Figure 4. EMP is a key feature of tumor heterogeneity.

Figure 4

(A) Scatter plot showing the correlation of the mean EMP signature gene expression of the primary tumor and metastatic cells colored by tumor. Linear regression with 95% CIs and Pearson’s correlation coefficient are shown. (B) Violin plot showing the EMP signature per tumor ordered by metastatic potential using the Smart-Seq2 data set. (C) Bubble plot showing the correlation of the EMP signature with PCs 1–5 using the Smart-Seq2 data set. (D) UMAP projections of single-cell transcriptomes for individual tumors are color coded by the magnitude of EMP signature gene expression. (E) Cells in the Smart-Seq2 data set ranked by the EMP signature exhibited 3 cell states: epithelial-like (blue), intermediate EMP (purple), and mesenchymal-like cells (red). (F) Bar chart showing the proportion of EMP cell states in each tumor ranked by the increasing proportion of mesenchymal-like cells.

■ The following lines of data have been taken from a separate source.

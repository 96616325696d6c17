//! External collaborators of the orchestrator
//!
//! The orchestrator never shells out directly. It talks to three seams:
//!
//! - [`Installer`]: brings lockfiles in line with the edited manifests
//! - [`Builder`]: verifies a site after the upgrade (`--build`)
//! - [`Recorder`]: persists the upgrade as one commit per site (`--commit`)
//!
//! The default implementations run configured argument vectors
//! ([`CommandStep`]) and system git ([`GitRecorder`]). Tests swap in fakes.

use crate::core::config::{CommandConfig, CommitConfig};
use crate::core::context::ReleaseContext;
use crate::core::error::{CommandError, ReleaseResult};
use crate::core::vcs::SystemGit;
use crate::utils::{Placeholders, path_to_git_format};
use std::path::{Path, PathBuf};
use std::process::{Command, Stdio};

/// The site a collaborator is asked to act on
#[derive(Debug, Clone)]
pub struct SiteTarget {
  pub name: String,
  pub version: String,
  /// Site directory relative to the repository root, git style
  pub site_dir: String,
}

impl SiteTarget {
  pub fn new(ctx: &ReleaseContext, site: &str, version: &str) -> Self {
    let dir = ctx.site_dir(site);
    Self {
      name: site.to_string(),
      version: version.to_string(),
      site_dir: path_to_git_format(ctx.relative(&dir)),
    }
  }

  pub fn placeholders(&self) -> Placeholders<'_> {
    Placeholders {
      site: &self.name,
      version: &self.version,
      site_dir: &self.site_dir,
    }
  }
}

/// Keeps lockfiles consistent with manifests
pub trait Installer {
  fn install(&self, target: &SiteTarget) -> ReleaseResult<()>;
}

/// Builds or verifies one site
pub trait Builder {
  fn build(&self, target: &SiteTarget) -> ReleaseResult<()>;
}

/// Records one site's upgrade in version control
pub trait Recorder {
  /// Commit exactly `files` (relative to the repository root), returning the commit id
  fn record(&self, target: &SiteTarget, files: &[PathBuf]) -> ReleaseResult<String>;
}

/// Installer used when lockfile sync is turned off (`[install] enabled = false`)
pub struct SkipInstall;

impl Installer for SkipInstall {
  fn install(&self, target: &SiteTarget) -> ReleaseResult<()> {
    tracing::debug!(site = %target.name, "lockfile sync turned off, skipping install");
    Ok(())
  }
}

/// A configured external command, run once per site
///
/// The child's stdout is forwarded to our stderr so that stdout stays
/// reserved for the report (and parseable with `--json`).
pub struct CommandStep {
  step: &'static str,
  config: CommandConfig,
  root: PathBuf,
}

impl CommandStep {
  pub fn new(step: &'static str, config: CommandConfig, root: &Path) -> Self {
    Self {
      step,
      config,
      root: root.to_path_buf(),
    }
  }

  /// The argument vector and working directory for `target`
  pub fn resolve(&self, target: &SiteTarget) -> (Vec<String>, PathBuf) {
    let values = target.placeholders();
    let argv = self.config.command.iter().map(|arg| values.expand(arg)).collect();
    let workdir = match &self.config.workdir {
      Some(dir) => self.root.join(values.expand(dir)),
      None => self.root.clone(),
    };
    (argv, workdir)
  }

  fn run(&self, target: &SiteTarget) -> ReleaseResult<()> {
    let (argv, workdir) = self.resolve(target);
    let Some((program, args)) = argv.split_first() else {
      return Err(
        CommandError::Spawn {
          step: self.step.to_string(),
          program: String::new(),
          reason: "empty command".to_string(),
        }
        .into(),
      );
    };

    if !workdir.is_dir() {
      return Err(
        CommandError::Spawn {
          step: self.step.to_string(),
          program: program.clone(),
          reason: format!("working directory {} does not exist", workdir.display()),
        }
        .into(),
      );
    }

    let values = target.placeholders();
    let mut cmd = Command::new(program);
    cmd
      .args(args)
      .current_dir(&workdir)
      .stdin(Stdio::null())
      .stdout(std::io::stderr());
    for (key, value) in &self.config.env {
      cmd.env(key, values.expand(value));
    }

    let command_line = argv.join(" ");
    tracing::debug!(
      step = self.step,
      site = %target.name,
      workdir = %workdir.display(),
      "running {}",
      command_line
    );

    let status = cmd.status().map_err(|e| CommandError::Spawn {
      step: self.step.to_string(),
      program: program.clone(),
      reason: e.to_string(),
    })?;

    if !status.success() {
      return Err(
        CommandError::Failed {
          step: self.step.to_string(),
          site: target.name.clone(),
          command: command_line,
          code: status.code(),
        }
        .into(),
      );
    }

    Ok(())
  }
}

impl Installer for CommandStep {
  fn install(&self, target: &SiteTarget) -> ReleaseResult<()> {
    self.run(target)
  }
}

impl Builder for CommandStep {
  fn build(&self, target: &SiteTarget) -> ReleaseResult<()> {
    self.run(target)
  }
}

/// Commit message for one site upgrade
#[derive(Debug, Clone, PartialEq, Eq)]
pub struct CommitMessage {
  pub summary: String,
  pub body: String,
}

impl CommitMessage {
  pub fn render(config: &CommitConfig, target: &SiteTarget) -> Self {
    let values = target.placeholders();
    Self {
      summary: values.expand(&config.summary),
      body: values.expand(&config.release_notes_url),
    }
  }
}

/// Records upgrades with system git
///
/// The repository is opened on first use so that runs without `--commit`
/// work outside a git checkout.
pub struct GitRecorder {
  root: PathBuf,
  commit: CommitConfig,
}

impl GitRecorder {
  pub fn new(root: &Path, commit: CommitConfig) -> Self {
    Self {
      root: root.to_path_buf(),
      commit,
    }
  }
}

impl Recorder for GitRecorder {
  fn record(&self, target: &SiteTarget, files: &[PathBuf]) -> ReleaseResult<String> {
    let git = SystemGit::open(&self.root)?;
    let message = CommitMessage::render(&self.commit, target);

    git.stage(files)?;
    let sha = git.commit_paths(&message.summary, &message.body, files)?;
    tracing::debug!(site = %target.name, sha = %sha, "recorded upgrade");
    Ok(sha)
  }
}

Grayscale boxes indicate the metastatic potential. Other annotations indicate ER status and BC subtype. The Smart-Seq2 data set is shown. (G) Violin plots show the expression of EMT-associated TFs in cells expressing these TFs, grouped by EMP cell state (Epi, epithelial-like; Inter, intermediate EMP, Mes, mesenchymal-like cells). Bar charts show the fraction of TF-expressing cells colored in gray. The Smart-Seq2 data set is shown.